Pakistani troops launched a major operation against militants who stormed a police academy in the country's restive southwest in an attack that left at least one official dead and 84 wounded as it continued into early Tuesday.

The attack on the Balochistan Police College, located 20 kilometres east of Quetta city centre, began at around 11:30 pm (1830 GMT) Monday, with gunfire continuing to ring out from the site hours later.

According to a military statement "five to six" militants were involved, with a clearing operation beginning shortly after.

Provincial secretary health Noor-ul-Haq Baloch told AFP "an injured police official died on his way to a local hospital from the attack site" and the number of injured had risen to 84, ten of whom had major gun shot or bomb-related injuries.

Mir Sarfaraz Ahmed Bugti, the provincial home minister, had earlier tweeted "2 terrorist killed" and "200 plus rescued Alhamdo lillha (by God's grace)".

It was not immediately clear how many cadets were in the building at the time of the attack. Bugti said it normally housed around 700 but "recently there was a batch which graduated so I can't say how many there are now".

As the battle to retake the academy continued, police and civil administration officials at the site told AFP they had heard several loud blasts.

The area was plunged into darkness when the operation was launched while security personnel created a cordon and ambulances zoomed in and out, taking the injured to hospitals. Military helicopters meanwhile circled overhead.

A man who identified himself as a police cadet told reporters: "I saw three men in camouflage whose faces were hidden carrying Kalashnikovs. They started firing and entered the dormitory but I managed to escape over a wall."


Unclear motive

No group has yet claimed responsibility but Baloch separatists demanding greater autonomy of the mineral rich but desperately poor region have been waging an on-off insurgency for decades, and the province is also riven by sectarian strife and Islamist violence.

The attack came a day after separatist gunmen for the Baloch Liberation Army on a motorcycle shot dead two coast guards and a civilian and wounded a shopkeeper in a remote southwest coastal town in the same province.

In August, a suicide bombing at a Quetta hospital claimed by the Islamic State group and the Jamaat-ul-Ahrar faction of the Pakistani Taliban killed 73 people, including many of the city's lawyer community who had gone there to mourn the fatal shooting of a colleague.

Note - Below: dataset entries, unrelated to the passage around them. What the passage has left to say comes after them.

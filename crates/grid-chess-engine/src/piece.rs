//! Pieces and their movement geometry.

use grid_chess_core::{Coord, PieceKind, Side};
use serde::{Deserialize, Serialize};

use crate::Grid;

/// Knight jump offsets as `(d_row, d_col)`.
const KNIGHT_OFFSETS: [(i8, i8); 8] = [
    (-2, -1),
    (-2, 1),
    (-1, -2),
    (-1, 2),
    (1, -2),
    (1, 2),
    (2, -1),
    (2, 1),
];

/// What the presentation layer needs to draw a piece.
#[derive(Debug, Clone, Copy, PartialEq, Eq, Hash, Serialize, Deserialize)]
pub struct PieceDescriptor {
    pub kind: PieceKind,
    pub side: Side,
}

impl PieceDescriptor {
    /// Returns the display symbol (uppercase for White).
    #[inline]
    pub const fn symbol(self) -> char {
        self.kind.symbol(self.side)
    }
}

/// A piece on the board.
///
/// Kind and side never change. The position and has-moved flag are
/// updated by the board whenever the piece moves; the recorded position
/// always matches the grid cell that owns the piece.
#[derive(Debug, Clone, Copy, PartialEq, Eq)]
pub struct Piece {
    kind: PieceKind,
    side: Side,
    coord: Coord,
    has_moved: bool,
}

impl Piece {
    /// Creates an unmoved piece at `coord`.
    pub const fn new(kind: PieceKind, side: Side, coord: Coord) -> Self {
        Piece {
            kind,
            side,
            coord,
            has_moved: false,
        }
    }

    /// The piece's kind.
    #[inline]
    pub const fn kind(&self) -> PieceKind {
        self.kind
    }

    /// The side that owns the piece.
    #[inline]
    pub const fn side(&self) -> Side {
        self.side
    }

    /// The cell the piece stands on.
    #[inline]
    pub const fn coord(&self) -> Coord {
        self.coord
    }

    /// Returns true once the piece has left its starting cell.
    #[inline]
    pub const fn has_moved(&self) -> bool {
        self.has_moved
    }

    /// Kind and side, without position.
    #[inline]
    pub const fn descriptor(&self) -> PieceDescriptor {
        PieceDescriptor {
            kind: self.kind,
            side: self.side,
        }
    }

    pub(crate) fn set_coord(&mut self, coord: Coord) {
        self.coord = coord;
    }

    pub(crate) fn set_moved(&mut self, moved: bool) {
        self.has_moved = moved;
    }

    /// Returns true if this piece could reach `target` by its movement
    /// pattern alone.
    ///
    /// Only the piece's own state and the occupancy of `grid` are used. Check,
    /// castling rights and en passant are the board's business.
    pub fn is_legal_geometry(&self, target: Coord, grid: &Grid) -> bool {
        if target == self.coord {
            return false;
        }
        if grid.side_at(target) == Some(self.side) {
            return false;
        }

        match self.kind {
            PieceKind::Pawn => self.is_pawn_move(target, grid),
            PieceKind::Rook => self.is_rook_move(target, grid),
            PieceKind::Knight => self.is_knight_move(target),
            PieceKind::Bishop => self.is_bishop_move(target, grid),
            PieceKind::Queen => self.is_queen_move(target, grid),
            PieceKind::King => self.is_king_move(target),
        }
    }

    /// Every cell this piece reaches by geometry, in row-major order.
    pub fn geometric_targets(&self, grid: &Grid) -> Vec<Coord> {
        Coord::all()
            .filter(|&target| self.is_legal_geometry(target, grid))
            .collect()
    }

    /// Signed `(d_row, d_col)` from this piece to `target`.
    fn delta(&self, target: Coord) -> (i8, i8) {
        (
            target.row() as i8 - self.coord.row() as i8,
            target.col() as i8 - self.coord.col() as i8,
        )
    }

    fn is_pawn_move(&self, target: Coord, grid: &Grid) -> bool {
        let direction = self.side.pawn_direction();
        let (d_row, d_col) = self.delta(target);
        let occupant = grid.side_at(target);

        if d_col == 0 {
            if occupant.is_some() {
                return false;
            }
            if d_row == direction {
                return true;
            }
            if !self.has_moved && d_row == 2 * direction {
                return self
                    .coord
                    .offset(direction, 0)
                    .is_some_and(|middle| !grid.is_occupied(middle));
            }
            false
        } else {
            d_col.abs() == 1 && d_row == direction && occupant == Some(self.side.opposite())
        }
    }

    fn is_rook_move(&self, target: Coord, grid: &Grid) -> bool {
        let (d_row, d_col) = self.delta(target);
        (d_row == 0 || d_col == 0) && self.is_path_clear(target, grid)
    }

    fn is_knight_move(&self, target: Coord) -> bool {
        KNIGHT_OFFSETS.contains(&self.delta(target))
    }

    fn is_bishop_move(&self, target: Coord, grid: &Grid) -> bool {
        let (d_row, d_col) = self.delta(target);
        d_row.abs() == d_col.abs() && self.is_path_clear(target, grid)
    }

    fn is_queen_move(&self, target: Coord, grid: &Grid) -> bool {
        let (d_row, d_col) = self.delta(target);
        let straight = d_row == 0 || d_col == 0;
        let diagonal = d_row.abs() == d_col.abs();
        (straight || diagonal) && self.is_path_clear(target, grid)
    }

    fn is_king_move(&self, target: Coord) -> bool {
        let (d_row, d_col) = self.delta(target);
        d_row.abs() <= 1 && d_col.abs() <= 1
    }

    /// Scans the cells strictly between this piece and `target`.
    ///
    /// Callers have already checked that `target` lies on a rank, file or
    /// diagonal through this piece.
    fn is_path_clear(&self, target: Coord, grid: &Grid) -> bool {
        let (d_row, d_col) = self.delta(target);
        let step = (d_row.signum(), d_col.signum());

        let mut current = self.coord.offset(step.0, step.1);
        while let Some(cell) = current {
            if cell == target {
                return true;
            }
            if grid.is_occupied(cell) {
                return false;
            }
            current = cell.offset(step.0, step.1);
        }
        false
    }
}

Balochistan is also a key region for China's ambitious $46 billion China-Pakistan Economic Corridor (CPEC) infrastructure project linking its western province of Xinjiang to the Arabian Sea via Pakistan.

Security problems have mired CPEC in the past with numerous separatist attacks, but China has said it is confident the Pakistani military is in control.

The army has repeatedly been accused by international rights groups of abuses in Balochistan.